I am having jquery on page "Scripts/jquery.min.js" Jquery is present in folder. The error is as following on 20% of user.

`sample result :- Thread Name: Thread Group 1-25 Sample Start: 2014-07-31 11:45:43 IST Load time: 189003 Latency: 0 Size in bytes: 2000 Headers size in bytes: 0 Body size in bytes: 2000 Sample Count: 1 Error Count: 1 Response code: Non HTTP response code: javax.net.ssl.SSLHandshakeException Response message: Non HTTP response message: Remote host closed connection during handshake

Response headers:

HTTPSampleResult fields: ContentType: DataEncoding: null`

request - GET https://www.mydomain.com/Scripts/jquery.min.js

[no cookies]

Request Headers: Connection: keep-alive Accept: text/html,application/xhtml+xml,application/xml;q=0.9,image/webp,/;q=0.8 User-Agent: Mozilla/5.0(WindowsNT6.2;WOW64;rv:21.0)Gecko/20100101Firefox/21.0 Accept-Encoding: gzip,deflate,sdch Accept-Language: en-US,en;q=0.8

responcedata - javax.net.ssl.SSLHandshakeException: Remote host closed connection during handshake at sun.security.ssl.SSLSocketImpl.readRecord(Unknown Source) at sun.security.ssl.SSLSocketImpl.performInitialHandshake(Unknown Source) at sun.security.ssl.SSLSocketImpl.startHandshake(Unknown Source) at sun.security.ssl.SSLSocketImpl.startHandshake(Unknown Source) at org.apache.http.conn.ssl.SSLSocketFactory.connectSocket(SSLSocketFactory.java:436) at org.apache.http.impl.conn.DefaultClientConnectionOperator.openConnection(DefaultClientConnectionOperator.java:180) at org.apache.http.impl.conn.ManagedClientConnectionImpl.open(ManagedClientConnectionImpl.java:294) at org.apache.http.impl.client.DefaultRequestDirector.tryConnect(DefaultRequestDirector.java:643) at org.apache.http.impl.client.DefaultRequestDirector.execute(DefaultRequestDirector.java:479) at org.apache.http.impl.client.AbstractHttpClient.execute(AbstractHttpClient.java:906) at org.apache.http.impl.client.AbstractHttpClient.execute(AbstractHttpClient.java:805) at org.apache.jmeter.protocol.http.sampler.HTTPHC4Impl.executeRequest(HTTPHC4Impl.java:481) at org.apache.jmeter.protocol.http.sampler.HTTPHC4Impl.sample(HTTPHC4Impl.java:298) at org.apache.jmeter.protocol.http.sampler.HTTPSamplerProxy.sample(HTTPSamplerProxy.java:74) at org.apache.jmeter.protocol.http.sampler.HTTPSamplerBase$ASyncSample.call(HTTPSamplerBase.java:1826) at org.apache.jmeter.protocol.http.sampler.HTTPSamplerBase$ASyncSample.call(HTTPSamplerBase.java:1794) at java.util.concurrent.FutureTask.run(Unknown Source) at java.util.concurrent.ThreadPoolExecutor.runWorker(Unknown Source) at java.util.concurrent.ThreadPoolExecutor$Worker.run(Unknown Source) at org.apache.jmeter.protocol.http.sampler.HTTPSamplerBase$1$1.run(HTTPSamplerBase.java:1257) at java.lang.Thread.run(Unknown Source) Caused by: java.io.EOFException: SSL peer shut down incorrectly at sun.security.ssl.InputRecord.read(Unknown Source) ... 21 more

Note : I have tried 100 user. 80 user haven't get this error rest 20 user get this error.
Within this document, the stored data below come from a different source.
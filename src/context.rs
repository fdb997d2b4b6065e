//! Resolution scopes with memoized acquisition and ordered teardown.

use std::any::Any;
use std::collections::HashMap;
use std::fmt;
use std::sync::atomic::{AtomicBool, Ordering};
use std::sync::{Arc, Mutex};

use crate::builtins;
use crate::container::Container;
use crate::error::{DiError, DiResult};
use crate::implementation::{
    AnyArc, ConstantImplementation, ContextualImplementation, Deps, Implementation, Managed,
    PlainImplementation, Release,
};
use crate::internal::resolution_guard;
use crate::key::Key;
use crate::provider::ProviderCore;
use crate::resource::{Resource, ResourceIdentity};

/// One acquired resource held by a context.
struct PoolEntry {
    key: Key,
    value: AnyArc,
    release: Release,
}

/// A resolution scope.
///
/// A context resolves resources against its container and memoizes every
/// acquisition in an ordered pool: the first resolution of a resource
/// reifies it, subsequent resolutions return the cached instance. When the
/// scope closes the context drains, running release hooks in reverse
/// acquisition order.
///
/// Contexts form a tree. A child scope opened with [`Context::child`]
/// resolves its own bindings locally and delegates everything else to its
/// parent, which then owns the cached instance; draining the child never
/// releases what the parent holds.
///
/// Contexts are clonable handles over shared state; a clone observes the
/// same pool. Handles are handed to factories and closures by reference,
/// and the scope closes when the enclosing [`Container::context`] or
/// [`Context::child`] closure returns.
#[derive(Clone)]
pub struct Context {
    inner: Arc<ContextInner>,
}

struct ContextInner {
    container: Container,
    parent: Option<Context>,
    bindings: Mutex<HashMap<Key, Arc<dyn Implementation>>>,
    pool: Mutex<Vec<PoolEntry>>,
    children: Mutex<Vec<Context>>,
    drained: AtomicBool,
}

impl Context {
    pub(crate) fn root(container: Container) -> Self {
        Context {
            inner: Arc::new(ContextInner {
                container,
                parent: None,
                bindings: Mutex::new(HashMap::new()),
                pool: Mutex::new(Vec::new()),
                children: Mutex::new(Vec::new()),
                drained: AtomicBool::new(false),
            }),
        }
    }

    /// The container this context resolves against.
    pub fn container(&self) -> &Container {
        &self.inner.container
    }

    /// True once this context has drained.
    pub fn is_drained(&self) -> bool {
        self.inner.drained.load(Ordering::SeqCst)
    }

    /// True when `other` is a handle to this same context.
    pub fn is_same(&self, other: &Context) -> bool {
        Arc::ptr_eq(&self.inner, &other.inner)
    }

    /// Stable identity of this context while it is alive.
    pub(crate) fn ptr_id(&self) -> usize {
        Arc::as_ptr(&self.inner) as usize
    }

    /// Binds an implementation for a resource in this context only.
    ///
    /// Context bindings shadow the container for this scope and its
    /// descendants; sibling and parent scopes are unaffected. A binding
    /// installed after the resource was already resolved here does not
    /// evict the pooled instance.
    pub fn provide<T, I>(&self, resource: &Resource<T>, implementation: I)
    where
        I: Implementation + 'static,
    {
        self.inner
            .bindings
            .lock()
            .unwrap()
            .insert(resource.key().clone(), Arc::new(implementation));
    }

    /// Binds a plain factory for a resource in this context only.
    pub fn plain<T, F>(&self, resource: &Resource<T>, deps: Deps, factory: F)
    where
        T: Send + Sync + 'static,
        F: Fn(&Context) -> DiResult<T> + Send + Sync + 'static,
    {
        self.provide(resource, PlainImplementation::new(deps, factory));
    }

    /// Binds a contextual factory for a resource in this context only.
    pub fn contextual<T, F>(&self, resource: &Resource<T>, deps: Deps, factory: F)
    where
        T: Send + Sync + 'static,
        F: Fn(&Context) -> DiResult<Managed<T>> + Send + Sync + 'static,
    {
        self.provide(resource, ContextualImplementation::new(deps, factory));
    }

    /// Binds a constant value for a resource in this context only.
    pub fn provide_constant<T>(&self, resource: &Resource<T>, value: T)
    where
        T: Send + Sync + 'static,
    {
        self.provide(resource, ConstantImplementation::new(value));
    }

    /// Opens a child scope.
    ///
    /// The child shares this context's container, resolves unshadowed
    /// resources through this context, and drains when the closure returns,
    /// releasing only what the child itself reified. The closure's error
    /// takes precedence over a drain failure from the same exit.
    ///
    /// ```rust
    /// use rewire::{Container, Deps, Provider, Resource};
    ///
    /// let id: Resource<u32> = Resource::new("id", "app").unwrap();
    /// let container = Container::new();
    /// container.provide_constant(&id, 7u32);
    ///
    /// container
    ///     .context(&[], |cx| {
    ///         let outer = cx.resolve(&id)?;
    ///         cx.child(&[], |child| {
    ///             // Unshadowed resources come from the parent's pool.
    ///             assert!(std::sync::Arc::ptr_eq(&outer, &child.resolve(&id)?));
    ///             Ok(())
    ///         })
    ///     })
    ///     .unwrap();
    /// ```
    pub fn child<R, F>(&self, preload: &[&dyn ResourceIdentity], f: F) -> DiResult<R>
    where
        F: FnOnce(&Context) -> DiResult<R>,
    {
        assert!(!self.is_drained(), "cannot open a child of a drained context");
        let child = Context {
            inner: Arc::new(ContextInner {
                container: self.inner.container.clone(),
                parent: Some(self.clone()),
                bindings: Mutex::new(HashMap::new()),
                pool: Mutex::new(Vec::new()),
                children: Mutex::new(Vec::new()),
                drained: AtomicBool::new(false),
            }),
        };
        self.inner.children.lock().unwrap().push(child.clone());

        let result = (|| {
            for resource in preload {
                child.resolve_erased(resource.key())?;
            }
            f(&child)
        })();
        let drained = child.drain();
        self.inner
            .children
            .lock()
            .unwrap()
            .retain(|c| !c.is_same(&child));
        match result {
            Err(e) => Err(e),
            Ok(value) => drained.map(|()| value),
        }
    }

    /// Drains this context: children first, most recently opened first,
    /// then the context's own pool in reverse acquisition order.
    ///
    /// Each entry leaves the pool before its release hook runs, so a hook
    /// observing the context sees the resource already gone. The first
    /// failure is recorded and handed to every remaining hook, which runs
    /// regardless; that first failure is returned once the pass completes.
    /// Draining twice is a no-op, but resolving through a drained handle
    /// afterwards panics.
    pub fn drain(&self) -> DiResult<()> {
        if self.inner.drained.swap(true, Ordering::SeqCst) {
            return Ok(());
        }

        let mut first_err: Option<DiError> = None;

        let mut children = std::mem::take(&mut *self.inner.children.lock().unwrap());
        while let Some(child) = children.pop() {
            if let Err(e) = child.drain() {
                first_err.get_or_insert(e);
            }
        }

        loop {
            let entry = match self.inner.pool.lock().unwrap().pop() {
                Some(entry) => entry,
                None => break,
            };
            if let Err(e) = entry.release.run(first_err.as_ref()) {
                first_err.get_or_insert(DiError::Teardown {
                    canonical_name: entry.key.canonical_name().to_string(),
                    message: e.to_string(),
                });
            }
        }

        match first_err {
            Some(e) => Err(e),
            None => Ok(()),
        }
    }

    /// Nearest context in the parent chain carrying its own binding for
    /// `key`; the root when none does.
    pub(crate) fn owner_of(&self, key: &Key) -> Context {
        let mut current = self.clone();
        loop {
            if current.inner.bindings.lock().unwrap().contains_key(key) {
                return current;
            }
            let next = current.inner.parent.clone();
            match next {
                Some(parent) => current = parent,
                None => return current,
            }
        }
    }

    fn lookup_pool(&self, key: &Key) -> Option<AnyArc> {
        self.inner
            .pool
            .lock()
            .unwrap()
            .iter()
            .find(|entry| entry.key == *key)
            .map(|entry| entry.value.clone())
    }

    fn reify_into_pool(&self, key: &Key, implementation: &dyn Implementation) -> DiResult<AnyArc> {
        let scoped = implementation.reify(key, self)?;
        let value = scoped.value.clone();
        self.inner.pool.lock().unwrap().push(PoolEntry {
            key: key.clone(),
            value: scoped.value,
            release: scoped.release,
        });
        Ok(value)
    }

    // Resolution chain past the entry guard: pool, own bindings, parent
    // context, container. The guard is held once per logical resolution,
    // so delegation along the parent chain re-enters here directly.
    pub(crate) fn resolve_inner(&self, key: &Key) -> DiResult<AnyArc> {
        if let Some(hit) = self.lookup_pool(key) {
            return Ok(hit);
        }
        let own = self.inner.bindings.lock().unwrap().get(key).cloned();
        if let Some(implementation) = own {
            return self.reify_into_pool(key, implementation.as_ref());
        }
        if let Some(parent) = &self.inner.parent {
            return parent.resolve_inner(key);
        }
        let implementation = self.inner.container.find_implementation(key)?;
        self.reify_into_pool(key, implementation.as_ref())
    }
}

impl ProviderCore for Context {
    fn resolve_erased(&self, key: &Key) -> DiResult<Arc<dyn Any + Send + Sync>> {
        assert!(!self.is_drained(), "cannot resolve on a drained context");
        if builtins::is_current_context(key) {
            // Never pooled: pooling the handle would cycle the Arc.
            return Ok(Arc::new(self.clone()));
        }
        let _guard = resolution_guard(key.canonical_shared())?;
        self.resolve_inner(key)
    }
}

impl fmt::Debug for Context {
    fn fmt(&self, f: &mut fmt::Formatter<'_>) -> fmt::Result {
        let pooled = self.inner.pool.lock().unwrap().len();
        f.debug_struct("Context")
            .field("pooled", &pooled)
            .field("drained", &self.is_drained())
            .field("has_parent", &self.inner.parent.is_some())
            .finish()
    }
}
Server is very much strong. it is on cloud server with high configuration. I am trying only 100 user and only 80% is success rate. 20% I am getting failure response.

Please share your idea.

2
check connection limit on the server, since the error clearly signifies "remote host closed connection during handshake."Zubair M Hamdani

2 Answers

1
votes

Try setting https.use.cached.ssl.context=false in jmeter.properties file. It can be also overriden in user.properties file or set for a single run via -J command line argument as

jmeter -Jhttps.use.cached.ssl.context=false -n -t /path/to/your/test/plan.jmx -l /path/to/results.jtl

See Apache JMeter Properties Customization Guide for properties configuration advanced information.

1
votes

The SSL handshake failure in the stack trace can be due to either the client side and/or the server side. To find which one is responsible, you could use wireshark (or other network packet sniffer) to capture all the packets and find a TCP session that has the failed SSL handshake.

Finding a TCP session among all the captured packet may take some work. One trick is to export all the packet summary into a text file and write a script to search for the "bad" tcp session. You may be happy that you come to know more about SSL than ever ;-)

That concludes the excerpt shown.